**What the exercise asks**
Search the entries for lines with the string "unwrap" and say how many there are, giving only the number.

Stored data entries
-- -- --
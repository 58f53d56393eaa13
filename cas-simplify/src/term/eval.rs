use super::Term;

impl Term {
    /// Numerically evaluates the term, looking up the value of each variable with the given
    /// function.
    ///
    /// Returns [`None`] if a variable has no value. Arithmetic follows IEEE 754, so dividing by
    /// zero or taking the logarithm of a negative number produces an infinite or `NaN` result
    /// rather than an error.
    pub fn eval(&self, lookup: &dyn Fn(&str) -> Option<f64>) -> Option<f64> {
        Some(match self {
            Term::Constant(value) => *value,
            Term::Variable(name) => lookup(name)?,
            Term::Power(base, exponent) => base.eval(lookup)?.powf(*exponent),
            Term::Function(func, argument) => func.apply(argument.eval(lookup)?),
            Term::Sum(lhs, rhs) => lhs.eval(lookup)? + rhs.eval(lookup)?,
            Term::Difference(lhs, rhs) => lhs.eval(lookup)? - rhs.eval(lookup)?,
            Term::Product(lhs, rhs) => lhs.eval(lookup)? * rhs.eval(lookup)?,
            Term::Quotient(lhs, rhs) => lhs.eval(lookup)? / rhs.eval(lookup)?,
        })
    }

    /// Numerically evaluates a term in a single variable at the given value.
    pub fn eval_at(&self, variable: &str, value: f64) -> Option<f64> {
        self.eval(&|name| (name == variable).then_some(value))
    }
}

#[cfg(test)]
mod tests {
    use assert_float_eq::{
        afe_abs,
        afe_relative_error_msg,
        afe_is_relative_eq,
        assert_float_relative_eq,
    };
    use super::*;
    use crate::term::Func;

    #[test]
    fn polynomial() {
        let term = Term::sum(
            Term::power(Term::var("x"), 2.0),
            Term::product(Term::Constant(3.0), Term::var("x")),
        );
        assert_float_relative_eq!(term.eval_at("x", 2.0).unwrap(), 10.0);
    }

    #[test]
    fn functions() {
        let term = Term::sum(
            Term::power(Term::call(Func::Sin, Term::var("t")), 2.0),
            Term::power(Term::call(Func::Cos, Term::var("t")), 2.0),
        );
        assert_float_relative_eq!(term.eval_at("t", 0.7).unwrap(), 1.0);
    }

    #[test]
    fn missing_variable() {
        let term = Term::sum(Term::var("x"), Term::var("y"));
        assert_eq!(term.eval_at("x", 1.0), None);
    }
}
-- -- --
**Response to the task**
2